** Work task **
Please show every line from the entries that carries the word "down".

----- Records -----

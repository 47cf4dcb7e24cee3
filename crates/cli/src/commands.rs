//! Subcommand implementations.

use chrono::Utc;
use color_eyre::eyre::{eyre, WrapErr};
use colored::Colorize;
use er_core::export::{filter_by_tags, render, ExportFormat};
use er_core::state::{EventScheduler, RunOutcome};
use std::collections::BTreeMap;
use tokio::io::{AsyncBufReadExt, BufReader};
use tracing::info;

use crate::app::App;
use crate::trigger::TriggerCommand;
use crate::{Cli, Commands};

pub async fn dispatch(cli: Cli) -> color_eyre::Result<()> {
    let app = App::build(&cli).await?;

    match cli.command {
        Commands::Run => run_once(&app).await,
        Commands::Daemon { schedule, run_now } => daemon(&app, schedule, run_now).await,
        Commands::TestAgents => test_agents(&app).await,
        Commands::Export { format, days, tags } => export(&app, format, days, &tags).await,
        Commands::Agents => list_agents(&app),
        Commands::Remove { id } => remove(&app, &id).await,
    }
}

async fn run_once(app: &App) -> color_eyre::Result<()> {
    app.scheduler
        .initialize()
        .await
        .wrap_err("Failed to initialize scheduler")?;

    match app.scheduler.run_event_discovery().await {
        RunOutcome::Failed(message) => Err(eyre!("Event discovery failed: {message}")),
        outcome => {
            print_outcome(&outcome);
            println!(
                "Exports written to {}",
                app.config.output_dir().display().to_string().cyan()
            );
            Ok(())
        }
    }
}

fn print_outcome(outcome: &RunOutcome) {
    match outcome {
        RunOutcome::Completed(report) => {
            println!("{} Event discovery completed", "✓".green());
            println!("  Discovered:   {}", report.discovered.to_string().bold());
            println!("  Saved:        {}", report.saved);
            if report.failed_saves > 0 {
                println!("  Failed saves: {}", report.failed_saves.to_string().red());
            }
            println!("  Total stored: {}", report.total_stored);
            println!("  Upcoming:     {}", report.upcoming);
            for agent in &report.agents {
                println!(
                    "  {:<18} {:?} ({} found, {} failed sources)",
                    agent.name, agent.status, agent.found, agent.failed_sources
                );
            }
        }
        RunOutcome::Skipped => println!("{} Discovery already running, skipped", "•".yellow()),
        RunOutcome::Failed(message) => println!("{} Discovery failed: {message}", "✗".red()),
    }
}

async fn daemon(app: &App, schedule: Option<String>, run_now: bool) -> color_eyre::Result<()> {
    app.scheduler
        .initialize()
        .await
        .wrap_err("Failed to initialize scheduler")?;

    if run_now {
        print_outcome(&app.scheduler.run_event_discovery().await);
    }

    app.scheduler
        .start_cron_job(schedule.as_deref())
        .await
        .wrap_err("Failed to start cron job")?;
    println!(
        "Daemon running. Commands: {}, {}, {}",
        "refresh".bold(),
        "status".bold(),
        "quit".bold()
    );

    let mut lines = BufReader::new(tokio::io::stdin()).lines();
    loop {
        tokio::select! {
            line = lines.next_line() => {
                let Some(line) = line.wrap_err("Failed to read stdin")? else {
                    info!("stdin closed, shutting down");
                    break;
                };
                if line.trim().is_empty() {
                    continue;
                }
                match line.parse::<TriggerCommand>() {
                    Ok(TriggerCommand::Refresh) => spawn_refresh(&app.scheduler),
                    Ok(TriggerCommand::Status) => {
                        println!("{}", serde_json::to_string(&app.scheduler.get_status())?);
                    }
                    Ok(TriggerCommand::Quit) => break,
                    Err(message) => eprintln!("{}", message.yellow()),
                }
            }
            _ = tokio::signal::ctrl_c() => {
                info!("Interrupted, shutting down");
                break;
            }
        }
    }

    app.scheduler
        .stop_cron_job()
        .await
        .wrap_err("Failed to stop cron job")?;
    Ok(())
}

/// Refresh in the background so `status` stays responsive.
fn spawn_refresh(scheduler: &EventScheduler) {
    let scheduler = scheduler.clone();
    tokio::spawn(async move {
        print_outcome(&scheduler.run_event_discovery().await);
    });
}

async fn test_agents(app: &App) -> color_eyre::Result<()> {
    println!("{}", "Testing event discovery agents...".bold());

    let report = app.agents().run().await;

    println!(
        "\n{} Found {} unique events ({} before deduplication)",
        "✓".green(),
        report.events.len(),
        report.total_found
    );

    let mut by_source: BTreeMap<&str, usize> = BTreeMap::new();
    for event in &report.events {
        *by_source.entry(event.source.as_str()).or_default() += 1;
    }
    println!("\n{}", "Events by source:".bold());
    for (source, count) in &by_source {
        println!("  {source}: {count}");
    }

    if !report.events.is_empty() {
        println!("\n{}", "Sample events:".bold());
        for (index, event) in report.events.iter().take(5).enumerate() {
            println!("\n{}. {}", index + 1, event.title.bold());
            println!("   Date: {}", event.start_date.format("%Y-%m-%d %H:%M"));
            println!("   Location: {}", event.location);
            println!("   Source: {}", event.source);
            println!("   Tags: {}", event.tags.join(", "));
            println!("   URL: {}", event.url);
        }
    }

    Ok(())
}

async fn export(
    app: &App,
    format: ExportFormat,
    days: i64,
    tags: &[String],
) -> color_eyre::Result<()> {
    let store = app.store();
    store.initialize().await.wrap_err("Failed to initialize store")?;

    let events = if days > 0 {
        store.get_upcoming(days).await?
    } else {
        store.get_all().await?
    };
    let events = filter_by_tags(&events, tags);

    let output = render(format, app.config.calendar(), &events, Utc::now())?;
    print!("{output}");
    if !output.ends_with('\n') {
        println!();
    }
    Ok(())
}

fn list_agents(app: &App) -> color_eyre::Result<()> {
    for agent in app.agents().get_agents() {
        let state = if agent.is_enabled() {
            "enabled".green()
        } else {
            "disabled".red()
        };
        println!("{} ({state})", agent.name().bold());
        for source in agent.get_sources() {
            println!("  - {} {}", source.name(), source.base_url().dimmed());
        }
    }
    Ok(())
}

async fn remove(app: &App, id: &str) -> color_eyre::Result<()> {
    if id.trim().is_empty() {
        return Err(eyre!("Event id must not be empty"));
    }

    let store = app.store();
    store.initialize().await.wrap_err("Failed to initialize store")?;
    store.delete(id).await?;
    println!("{} Removed event {}", "✓".green(), id);
    Ok(())
}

-----

** Response **
                    info!("stdin closed, shutting down");
                info!("Interrupted, shutting down");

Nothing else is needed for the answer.